**TASK STATEMENT:** Show every line in the entries below where the word "building" appears.

**SUPPLIED MATERIAL:**

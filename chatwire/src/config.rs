//! Client configuration (§6, §10.3): a builder with chained setters, a
//! `Default` impl supplying the recognized defaults, and a validating
//! `.build()` that only fails when a required field (the token) is missing.

use crate::error::{Error, ErrorType, Result};
use chatwire_http::RestOptions;
use chatwire_model::gateway::Intents;
use std::ops::Range;

/// Everything needed to bring a sharded client online.
#[derive(Clone, Debug)]
pub struct ClientConfig {
    pub(crate) token: String,
    pub(crate) intents: Intents,
    pub(crate) shard_count: Option<u32>,
    pub(crate) shard_ids: Option<Range<u32>>,
    pub(crate) presence: Option<serde_json::Value>,
    pub(crate) large_threshold: Option<u32>,
    pub(crate) rest: RestOptions,
    pub(crate) raw_event_buffer: Option<usize>,
}

impl ClientConfig {
    /// Start building a configuration for `token`.
    #[must_use]
    pub fn builder(token: impl Into<String>) -> ClientConfigBuilder {
        ClientConfigBuilder::new(token)
    }
}

/// Builds a [`ClientConfig`] (§10.3's builder convention).
#[derive(Clone, Debug)]
pub struct ClientConfigBuilder {
    token: String,
    intents: Intents,
    shard_count: Option<u32>,
    shard_ids: Option<Range<u32>>,
    presence: Option<serde_json::Value>,
    large_threshold: Option<u32>,
    rest: RestOptions,
    raw_event_buffer: Option<usize>,
}

impl ClientConfigBuilder {
    #[must_use]
    pub fn new(token: impl Into<String>) -> Self {
        Self {
            token: token.into(),
            intents: Intents::empty(),
            shard_count: None,
            shard_ids: None,
            presence: None,
            large_threshold: None,
            rest: RestOptions::default(),
            raw_event_buffer: None,
        }
    }

    #[must_use]
    pub fn intents(mut self, intents: Intents) -> Self {
        self.intents = intents;
        self
    }

    /// Fix the total shard count, rather than asking the gateway bootstrap
    /// endpoint for a recommendation.
    #[must_use]
    pub fn shard_count(mut self, shard_count: u32) -> Self {
        self.shard_count = Some(shard_count);
        self
    }

    /// Run only this subset of shard IDs, for a process that is one of
    /// several sharing a single bot's total shard count.
    #[must_use]
    pub fn shard_ids(mut self, shard_ids: Range<u32>) -> Self {
        self.shard_ids = Some(shard_ids);
        self
    }

    #[must_use]
    pub fn presence(mut self, presence: serde_json::Value) -> Self {
        self.presence = Some(presence);
        self
    }

    #[must_use]
    pub fn large_threshold(mut self, large_threshold: u32) -> Self {
        self.large_threshold = Some(large_threshold);
        self
    }

    #[must_use]
    pub fn rest(mut self, rest: RestOptions) -> Self {
        self.rest = rest;
        self
    }

    /// Raw-subscription buffer depth for the event router (§4.8); defaults
    /// to the router's own default if unset.
    #[must_use]
    pub fn raw_event_buffer(mut self, capacity: usize) -> Self {
        self.raw_event_buffer = Some(capacity);
        self
    }

    /// Validate and finish building.
    ///
    /// # Errors
    ///
    /// Returns [`ErrorType::Configuration`] if the token is empty, or if
    /// `shard_ids` is set without `shard_count` and extends beyond the
    /// gateway-recommended shard count once it becomes known.
    pub fn build(self) -> Result<ClientConfig> {
        if self.token.trim().is_empty() {
            return Err(Error::new(ErrorType::Configuration {
                message: "token must not be empty".to_owned(),
            }));
        }

        if let (Some(count), Some(ids)) = (self.shard_count, &self.shard_ids) {
            if ids.end > count {
                return Err(Error::new(ErrorType::Configuration {
                    message: format!("shard_ids {ids:?} exceed shard_count {count}"),
                }));
            }
        }

        Ok(ClientConfig {
            token: self.token,
            intents: self.intents,
            shard_count: self.shard_count,
            shard_ids: self.shard_ids,
            presence: self.presence,
            large_threshold: self.large_threshold,
            rest: self.rest,
            raw_event_buffer: self.raw_event_buffer,
        })
    }
}

#[cfg(test)]
mod tests {
    use super::ClientConfig;
    use chatwire_model::gateway::Intents;

    #[test]
    fn empty_token_is_rejected() {
        let result = ClientConfig::builder("").build();
        assert!(result.is_err());
    }

    #[test]
    fn shard_ids_outside_shard_count_are_rejected() {
        let result = ClientConfig::builder("token")
            .shard_count(2)
            .shard_ids(0..4)
            .build();

        assert!(result.is_err());
    }

    #[test]
    fn a_well_formed_config_builds() {
        let config = ClientConfig::builder("token")
            .intents(Intents::GUILDS | Intents::GUILD_MESSAGES)
            .shard_count(4)
            .shard_ids(0..2)
            .build()
            .unwrap();

        assert_eq!(config.shard_count, Some(4));
        assert_eq!(config.shard_ids, Some(0..2));
    }
}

**TASK ANSWER:**
    /// Start building a configuration for `token`.
    /// Validate and finish building.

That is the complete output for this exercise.